Gazzali’nin toplum anlayışında ideal olan toplumsal yaşayışa ulaşılması için Allah

inancı ve Hz. Peygamber çok önemlidir. Nihai olarak, toplum insanın benlik

algısının şekillenmesinin en önemli unsurlarından biri olduğu gibi insanın kendini

tanımasının, sınırlarını ve yeteneklerini bilmeye çalışmasının doğal bir ortamı

olmaktadır.

Gazzali’de insan ve eğitim ilişkisi, eğitimin üç unsurundan (ilim, öğretmen,

öğrenci) hareketle incelenmiştir. Eğitim, toplumdaki düzen, insan ilişkilerindeki

uyum ve ahlaki zeminde oturtulması gereken bir alandır. Ailede başlayan eğitim,

öğretmenin tutumu ve öğretmenin, öğrencinin yapması ve yapmaması gerekenleri

öğrenmesiyle gerçekleşmelidir. Gazzali’nin düşüncesinde öğrenciye verilecek olan

eğitimde, eğitim ilkesi olarak insana göre yani bireysel farklılıklar dikkate alınarak,

somuttan soyuta giden, sevdirerek gerçekleşen, korkutma ve cezaya da dikkat

edilerek yapılması gereken bir eğitim söz konusudur.

139

Gazzali insanın teorik ve pratik hayatının en önemli alanlarından bir diğeri

olan ahlaka çok fazla değinmiştir. Ahlakın temel dayanağı Kitap ve Sünnettir.

Ahlakın teorik ve pratik ahlak olarak iki boyutundan bahsedilebilir. Gazzali’de

insanın ahlak ile olan ilişkisinde birbirinden ayrılmayan içiçe geçmiş bir bütünlük

görülmektedir. İnsan ailesinde bir ahlak üzerine doğar. Bu yüzden insan kendi

karakter ve kişiliğini oluştururken aile, öğretmen, toplum, çevre vs. den etki

almaktadır. Ayrıca insanın ahlaki anlamda kendini tanıması ve değerlendirmesi

toplumun onu değerlendirmesinden farklı olabilmektedir. Bu yüzden insan

yaşayışında sadece kendine ahlaklı değil topluma karşıda ahlaklı olduğu zaman

takdir görecektir.

Gazzali'de ‘insan ve din’ hakkındaki söylemleri İslam dini üzerinden

açıklanmaktadır. Buna göre insanın dine inanması ve ona iman etmesi, ibadet

yapmasını, ameller işlemesini gerektirir. Burada müminlerden bahseden Gazzali

sadece iman etmiş olmanın İslam dini için yeterli olmadığını kaçınılmadan yapılması

gereken dini vecibelerin bulunduğundan da bahsetmektedir. Ayrıca din, insanın ben

kimim, nereden geldim, nasıl yaşamalıyım, nasıl bir insan olmalıyım? Sorularına

cevap bulmasında ve bireyin dini bir kimliğinin oluşmasında yardımcı olmaktadır.
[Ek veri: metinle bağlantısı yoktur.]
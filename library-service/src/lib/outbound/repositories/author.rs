use async_trait::async_trait;
use sqlx::postgres::PgRow;
use sqlx::PgPool;
use sqlx::Row;

use crate::author::errors::AuthorError;
use crate::author::ports::AuthorRepository;
use crate::domain::author::models::Author;
use crate::domain::author::models::AuthorId;
use crate::domain::author::models::AuthorName;
use crate::domain::email::EmailAddress;

pub struct PostgresAuthorRepository {
    pool: PgPool,
}

impl PostgresAuthorRepository {
    pub fn new(pool: PgPool) -> Self {
        Self { pool }
    }
}

fn db_err(e: sqlx::Error) -> AuthorError {
    AuthorError::DatabaseError(e.to_string())
}

fn map_row(row: &PgRow) -> Result<Author, AuthorError> {
    Ok(Author {
        id: AuthorId(row.try_get("id").map_err(db_err)?),
        name: AuthorName::new(row.try_get("name").map_err(db_err)?)?,
        email: EmailAddress::new(row.try_get("email").map_err(db_err)?)?,
        bio: row.try_get("bio").map_err(db_err)?,
        published_count: row.try_get("published_count").map_err(db_err)?,
        created_at: row.try_get("created_at").map_err(db_err)?,
        updated_at: row.try_get("updated_at").map_err(db_err)?,
    })
}

fn map_unique_violation(e: sqlx::Error, email: &EmailAddress) -> AuthorError {
    if let Some(db_err) = e.as_database_error() {
        if db_err.is_unique_violation() && db_err.constraint() == Some("authors_email_key") {
            return AuthorError::EmailAlreadyExists(email.as_str().to_string());
        }
    }
    AuthorError::DatabaseError(e.to_string())
}

#[async_trait]
impl AuthorRepository for PostgresAuthorRepository {
    async fn create(&self, author: Author) -> Result<Author, AuthorError> {
        sqlx::query(
            r#"
            INSERT INTO authors (id, name, email, bio, published_count, created_at, updated_at)
            VALUES ($1, $2, $3, $4, $5, $6, $7)
            "#,
        )
        .bind(author.id.0)
        .bind(author.name.as_str())
        .bind(author.email.as_str())
        .bind(&author.bio)
        .bind(author.published_count)
        .bind(author.created_at)
        .bind(author.updated_at)
        .execute(&self.pool)
        .await
        .map_err(|e| map_unique_violation(e, &author.email))?;

        Ok(author)
    }

    async fn find_by_id(&self, id: &AuthorId) -> Result<Option<Author>, AuthorError> {
        let row = sqlx::query(
            r#"
            SELECT id, name, email, bio, published_count, created_at, updated_at
            FROM authors
            WHERE id = $1
            "#,
        )
        .bind(id.0)
        .fetch_optional(&self.pool)
        .await
        .map_err(db_err)?;

        row.as_ref().map(map_row).transpose()
    }

    async fn list_all(&self) -> Result<Vec<Author>, AuthorError> {
        let rows = sqlx::query(
            r#"
            SELECT id, name, email, bio, published_count, created_at, updated_at
            FROM authors
            ORDER BY created_at DESC
            "#,
        )
        .fetch_all(&self.pool)
        .await
        .map_err(db_err)?;

        rows.iter().map(map_row).collect()
    }

    async fn update(&self, author: Author) -> Result<Author, AuthorError> {
        // published_count is deliberately absent: that column belongs to
        // update_published_count.
        let result = sqlx::query(
            r#"
            UPDATE authors
            SET name = $2, email = $3, bio = $4, updated_at = $5
            WHERE id = $1
            "#,
        )
        .bind(author.id.0)
        .bind(author.name.as_str())
        .bind(author.email.as_str())
        .bind(&author.bio)
        .bind(author.updated_at)
        .execute(&self.pool)
        .await
        .map_err(|e| map_unique_violation(e, &author.email))?;

        if result.rows_affected() == 0 {
            return Err(AuthorError::NotFound(author.id.to_string()));
        }

        Ok(author)
    }

    async fn update_published_count(&self, id: &AuthorId, count: i64) -> Result<(), AuthorError> {
        let result = sqlx::query(
            r#"
            UPDATE authors
            SET published_count = $2, updated_at = NOW()
            WHERE id = $1
            "#,
        )
        .bind(id.0)
        .bind(count)
        .execute(&self.pool)
        .await
        .map_err(db_err)?;

        if result.rows_affected() == 0 {
            return Err(AuthorError::NotFound(id.to_string()));
        }

        Ok(())
    }

    async fn delete(&self, id: &AuthorId) -> Result<(), AuthorError> {
        let result = sqlx::query(
            r#"
            DELETE FROM authors
            WHERE id = $1
            "#,
        )
        .bind(id.0)
        .execute(&self.pool)
        .await
        .map_err(db_err)?;

        if result.rows_affected() == 0 {
            return Err(AuthorError::NotFound(id.to_string()));
        }

        Ok(())
    }
}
‘İnsan ve bilim’ konusunda Gazzali ilimler tasnifinden sonra bilimler

ayrımında bulunmaktadır. İlimleri uygulaması, konusu, kriteri, üstünlüğü bakımından

değerlendirmektedir. Ayrıca bilimlerin sakıncaları konusunda insanları uyardığı gibi

sakıncalı bilimlerle ilgilenenlere de karşı insanları (halkı) uyarmaktadır. Gazzali

nazarında bilimin insan ile ilişkisi önemlidir ve insan bilimle ilgilenirken bazı

sınırlarının olması gerekir. Bu sınırlar dini çerçevede çizilmektedir. İnsanın bilimle

ilişkisinde önemli olan hususlardan bir tanesi de yapılacak bilimsel arayışta bile içe

yönelik, içsel keşfi temele alan bir yaklaşımın bulunmasıdır. Bilimlerin insan

yaşamını kolaylaştırması söz konusudur. Ancak Gazzali’nin söylemlerinde bahsettiği

üzere sınırı aşmadıkça bilimlerin faydalı yönlerinden yararlanılmalıdır.

Gazzali ‘insan ve tasavvuf’ konusundaki yaklaşımını dikkate alındığında,

insanın bireysel olarak içsel şekilde deneyimleyeceği tasavvuf yolculuğu bireye

düşünsel, yaşayış ve eylemsel anlamda çok başka bir dünya sunmaktadır. Bunu

yapabilmek ve de deneyimlemek her insanın işi değildir. Çünkü tasavvufun insan ile

140

olan ilişkisi özeldir. Bu yola girmek insanı fedakâr yapmaktadır. Bu anlamda

tasavvuf insanın eğer yola çıkarsa, kendini tanımasının ve ‘ben kimim?’ arayışının

içte bulunan cevabı konumundadır. Gazzali tasavvufi anlamda nefis tezkiyelerinden

bahsetmektedir. İnsanın kendini terbiye etmesinde ‘tasavvuf- nefs- kalp- ruh- akıl-

insan’ ilişkisinin mahiyeti önemlidir. Tasavvuf insanın kendini tanımasının bir

anahtarıdır. Doğru yöne çevrilirse ben’i tanımaya dair başka bir kapıdan girilmiş

olunacaktır. Böylece insan felsefesinde insanı tanımak problemine dair yaptığımız

bu çalışmada, Gazzali’de insanı hemen her yönüyle göstermeye çalıştık.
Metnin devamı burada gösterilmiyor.